A few stills from that are in today's Telegraph. Would I be uncharitable to suggest he'd have done us all a favour if he'd qualified for a Darwin award? I don't doubt he'll be out in a couple of years TWOCing once again but then innocent bystanders may not be so lucky, the carnage this incident could have caused doesn't bear thinking about.

PG, I can't imagine what that did to your (and your 710's) heart rate and dry cleaning bill but the only saving grace was you were driving to collect your daughter and not driving back having just collected her. A frightening experience and so utterly unnecessary.


----------



## martinzx (Aug 29, 2010)

Wow, what a nutter!!

Glad your OK..........................


----------



## JoT (Aug 12, 2003)

Pity he didnt go through the barrier 10 seconds later :furious:

He deserved more than 3 1/2 years IMO


----------



## mel (Dec 6, 2006)

PG, what an escape for you! :fear:

But why do the Guvmint folks call it "Taking without the Owners Consent" - it's theft, plain, stupid theft!
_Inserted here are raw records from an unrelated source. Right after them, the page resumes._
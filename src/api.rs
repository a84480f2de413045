//! Public surface (§6): `version`, `set_log`, `create_stream`, `is_valid`,
//! the extension lists, `get_title`/`format_describe`, and the
//! [`FormatInfo`](crate::stream::FormatInfo) view.

use crate::config::StreamConfig;
use crate::registry::Registry;
use crate::stream::{FormatInfo, Stream};
use crate::streamfile::Streamfile;
use std::fmt::Write as _;
use std::sync::{Arc, Once};

/// This crate's version, packed as `0xMMmmpppp` (major/minor bytes, patch a
/// 16-bit field), per §6.
#[must_use]
pub fn version() -> u32 {
    const MAJOR: u32 = 0;
    const MINOR: u32 = 1;
    const PATCH: u32 = 0;
    (MAJOR << 24) | (MINOR << 16) | PATCH
}

/// Logging verbosity threshold for [`set_log`]. Lower values are more
/// verbose; a level only receives messages at or above its own severity
/// (`All` receives everything, `None` receives nothing).
#[derive(Clone, Copy, Debug, PartialEq, Eq, PartialOrd, Ord)]
#[repr(u8)]
#[non_exhaustive]
pub enum LogLevel {
    /// Every message, including debug-level detail.
    All = 0,
    /// Debug-level detail and above.
    Debug = 20,
    /// Informational messages and above (the common default).
    Info = 30,
    /// No messages at all.
    None = 100,
}

fn severity(level: tracing::Level) -> u8 {
    match level {
        tracing::Level::TRACE | tracing::Level::DEBUG => LogLevel::Debug as u8,
        tracing::Level::INFO | tracing::Level::WARN | tracing::Level::ERROR => LogLevel::Info as u8,
    }
}

/// Bridges `tracing` events to a caller-supplied callback (§0.2/§5: "a
/// thin bridge that installs a `tracing::Subscriber` wrapping the caller's
/// callback"). Has no span-tracking of its own — every span gets the same
/// dummy id — since this crate's log points are all flat `event!` calls,
/// not nested spans.
struct CallbackSubscriber {
    min_level: u8,
    callback: Arc<dyn Fn(LogLevel, &str) + Send + Sync>,
}

#[derive(Default)]
struct MessageVisitor {
    message: String,
}

impl tracing::field::Visit for MessageVisitor {
    fn record_debug(&mut self, field: &tracing::field::Field, value: &dyn std::fmt::Debug) {
        if field.name() == "message" {
            let _ = write!(self.message, "{value:?}");
        } else {
            let _ = write!(self.message, " {}={value:?}", field.name());
        }
    }
}

impl tracing::Subscriber for CallbackSubscriber {
    fn enabled(&self, metadata: &tracing::Metadata<'_>) -> bool {
        severity(*metadata.level()) >= self.min_level
    }

    fn new_span(&self, _span: &tracing::span::Attributes<'_>) -> tracing::span::Id {
        tracing::span::Id::from_u64(1)
    }

    fn record(&self, _span: &tracing::span::Id, _values: &tracing::span::Record<'_>) {}

    fn record_follows_from(&self, _span: &tracing::span::Id, _follows: &tracing::span::Id) {}

    fn event(&self, event: &tracing::Event<'_>) {
        let mut visitor = MessageVisitor::default();
        event.record(&mut visitor);
        let level = if severity(*event.metadata().level()) >= LogLevel::Info as u8 {
            LogLevel::Info
        } else {
            LogLevel::Debug
        };
        (self.callback)(level, &visitor.message);
    }

    fn enter(&self, _span: &tracing::span::Id) {}

    fn exit(&self, _span: &tracing::span::Id) {}
}

static LOG_INSTALLED: Once = Once::new();

/// Installs a global log sink (§5: "Global log sink (single callback
/// registered once)"). Only the first call across the process takes
/// effect; subsequent calls are ignored, matching the "registered once"
/// contract. Before any call, logging is a no-op.
pub fn set_log(level: LogLevel, callback: impl Fn(LogLevel, &str) + Send + Sync + 'static) {
    let subscriber = CallbackSubscriber { min_level: level as u8, callback: Arc::new(callback) };
    LOG_INSTALLED.call_once(|| {
        let _ = tracing::subscriber::set_global_default(subscriber);
    });
}

/// Parses a container from `sf` and sets up subsong `subsong_index`
/// (`0` meaning "default") with `config` (defaulted if `None`). Returns
/// `None` if no registered parser recognizes `sf`.
#[must_use]
pub fn create_stream(sf: &mut dyn Streamfile, subsong_index: u32, config: Option<StreamConfig>) -> Option<Stream> {
    let mut stream = Registry::standard().probe(sf, subsong_index)?;
    stream.configure(config.unwrap_or_default());
    Some(stream)
}

/// Options gating [`is_valid`]'s extension probe.
#[derive(Clone, Copy, Debug, Default, PartialEq, Eq)]
pub struct IsValidOptions {
    /// Accept any extension not in either extension list.
    pub accept_unknown: bool,
    /// Also accept extensions from [`get_common_extensions`] (ambiguous
    /// with other tools, e.g. `.wav`/`.ogg`).
    pub accept_common: bool,
    /// Reject filenames with no extension outright, regardless of
    /// `accept_unknown`.
    pub reject_extensionless: bool,
    /// Skip the standard extension list, only consulting `accept_common`/
    /// `accept_unknown`.
    pub skip_standard: bool,
}

/// Extension-only probe (§6): does not open or read `filename`, just checks
/// its extension against the registered format lists per `options`.
#[must_use]
pub fn is_valid(filename: &str, options: IsValidOptions) -> bool {
    let Some(ext) = extension_of(filename) else {
        return !options.reject_extensionless && options.accept_unknown;
    };

    if !options.skip_standard && get_extensions().contains(&ext.as_str()) {
        return true;
    }
    if options.accept_common && get_common_extensions().contains(&ext.as_str()) {
        return true;
    }
    options.accept_unknown
}

fn extension_of(filename: &str) -> Option<String> {
    let dot = filename.rfind('.')?;
    if dot == 0 {
        return None;
    }
    Some(filename[dot + 1..].to_ascii_lowercase())
}

const EXTENSIONS: &[&str] = &["fsb", "acx", "hca", "nwa", "dsp", "vag", "ogg", "wav", "genh"];
const COMMON_EXTENSIONS: &[&str] = &["ogg", "wav"];

/// Every extension a registered parser recognizes by hint.
#[must_use]
pub fn get_extensions() -> &'static [&'static str] {
    EXTENSIONS
}

/// The subset of [`get_extensions`] that collide with common non-game-audio
/// uses (plain Ogg/WAV files), which callers may want to gate separately.
#[must_use]
pub fn get_common_extensions() -> &'static [&'static str] {
    COMMON_EXTENSIONS
}

/// Builds a read-only [`FormatInfo`] snapshot of `stream`'s shape.
#[must_use]
pub fn format_info(stream: &Stream) -> FormatInfo {
    FormatInfo {
        channels: stream.buf_channels,
        sample_rate: stream.sample_rate,
        stream_samples: stream.num_samples,
        play_samples: stream.play_samples,
        loop_start: stream.loop_start_sample,
        loop_end: stream.loop_end_sample,
        loop_flag: stream.loop_flag,
        play_forever: stream.config.play_forever && stream.config.allow_play_forever,
        subsong_index: stream.stream_index,
        subsong_count: stream.num_streams,
        codec_name: stream.coding_type.name(),
        layout_name: stream.layout_type.name(),
        meta_name: stream.meta_type.name(),
        stream_name: stream.stream_name.clone(),
        sample_format: stream.config.force_sfmt.unwrap_or_default(),
        sample_size: crate::mixing::sample_size(stream.config.force_sfmt.unwrap_or_default()),
        channel_layout: ChannelLayout::standard(stream.buf_channels),
        stream_bitrate: estimate_bitrate(stream),
    }
}

fn estimate_bitrate(stream: &Stream) -> u32 {
    if stream.num_samples == 0 || stream.sample_rate == 0 {
        return 0;
    }
    let seconds = f64::from(stream.num_samples) / f64::from(stream.sample_rate);
    if seconds <= 0.0 || stream.stream_size == 0 {
        return 0;
    }
    ((stream.stream_size as f64 * 8.0) / seconds).round() as u32
}

/// Options for [`get_title`].
#[derive(Clone, Copy, Debug, Default)]
pub struct TitleOptions {
    /// Append the 1-based subsong index when a container has more than one
    /// stream.
    pub show_subsong: bool,
}

/// Builds a human-readable title into `buf` (cleared first), from the
/// stream's name and, if requested, its subsong index.
pub fn get_title(stream: &Stream, options: TitleOptions, buf: &mut String) {
    buf.clear();
    if stream.stream_name.is_empty() {
        buf.push_str(stream.meta_type.name());
    } else {
        buf.push_str(&stream.stream_name);
    }
    if options.show_subsong && stream.num_streams > 1 {
        let _ = write!(buf, " #{}", stream.stream_index);
    }
}

/// Writes a multi-line human-readable description of `stream` into `buf`
/// (cleared first): codec, layout, loop points, subsong position.
pub fn format_describe(stream: &Stream, buf: &mut String) {
    buf.clear();
    let _ = writeln!(buf, "meta: {}", stream.meta_type.name());
    let _ = writeln!(buf, "codec: {}", stream.coding_type.name());
    let _ = writeln!(buf, "layout: {}", stream.layout_type.name());
    let _ = writeln!(buf, "channels: {}", stream.channels);
    let _ = writeln!(buf, "sample rate: {} Hz", stream.sample_rate);
    let _ = writeln!(buf, "samples: {}", stream.num_samples);
    if stream.loop_flag {
        let _ = writeln!(buf, "loop: {} - {}", stream.loop_start_sample, stream.loop_end_sample);
    }
    if stream.num_streams > 1 {
        let _ = writeln!(buf, "stream: {} / {}", stream.stream_index, stream.num_streams);
    }
}

bitflags::bitflags! {
    /// Standard WAVE channel-position bitmask, used by [`FormatInfo::channel_layout`].
    #[derive(Clone, Copy, Debug, PartialEq, Eq)]
    pub struct ChannelLayout: u32 {
        /// Front left.
        const FRONT_LEFT = 0x1;
        /// Front right.
        const FRONT_RIGHT = 0x2;
        /// Front center.
        const FRONT_CENTER = 0x4;
        /// Low-frequency effects.
        const LOW_FREQUENCY = 0x8;
        /// Back left.
        const BACK_LEFT = 0x10;
        /// Back right.
        const BACK_RIGHT = 0x20;
        /// Side left.
        const SIDE_LEFT = 0x200;
        /// Side right.
        const SIDE_RIGHT = 0x400;
    }
}

impl ChannelLayout {
    /// A conventional front-to-back channel layout for `channels` channels
    /// (mono/stereo/5.1/7.1); unlisted counts report no positions (an empty
    /// mask is a valid, if uninformative, WAVE channel mask).
    #[must_use]
    pub fn standard(channels: u8) -> Self {
        match channels {
            1 => Self::FRONT_CENTER,
            2 => Self::FRONT_LEFT | Self::FRONT_RIGHT,
            6 => {
                Self::FRONT_LEFT
                    | Self::FRONT_RIGHT
                    | Self::FRONT_CENTER
                    | Self::LOW_FREQUENCY
                    | Self::BACK_LEFT
                    | Self::BACK_RIGHT
            }
            8 => {
                Self::FRONT_LEFT
                    | Self::FRONT_RIGHT
                    | Self::FRONT_CENTER
                    | Self::LOW_FREQUENCY
                    | Self::BACK_LEFT
                    | Self::BACK_RIGHT
                    | Self::SIDE_LEFT
                    | Self::SIDE_RIGHT
            }
            _ => Self::empty(),
        }
    }
}

#[cfg(test)]
mod test {
    use super::{is_valid, IsValidOptions};

    #[test]
    fn accepts_known_extension() {
        assert!(is_valid("song.vag", IsValidOptions::default()));
    }

    #[test]
    fn rejects_unknown_extension_by_default() {
        assert!(!is_valid("song.xyz", IsValidOptions::default()));
    }

    #[test]
    fn accepts_unknown_when_requested() {
        let opts = IsValidOptions { accept_unknown: true, ..IsValidOptions::default() };
        assert!(is_valid("song.xyz", opts));
    }

    #[test]
    fn rejects_extensionless_when_requested() {
        let opts = IsValidOptions { accept_unknown: true, reject_extensionless: true, ..IsValidOptions::default() };
        assert!(!is_valid("song", opts));
    }
}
And should be prosecuted as such!, these prats have no intention of bringing the car back and saying "Thanks Squire, enjoyed the trip to Blackpool, here'ss yer car back, and I've washed and polished it, and put a full tank in for you" :yes:

Must remember that next time I decide to stuff a Rolex in my pocket at an AD - Not stealing it Guv, honest, just taking it without your consent.


----------



## pg tips (May 16, 2003)

Quite surprised ITN ran it in their main bulletin all day yesterday, my daughter told me I'm an internet sensation :lol: All I can remember is how close he was to us, although it doesn't look like it in the video.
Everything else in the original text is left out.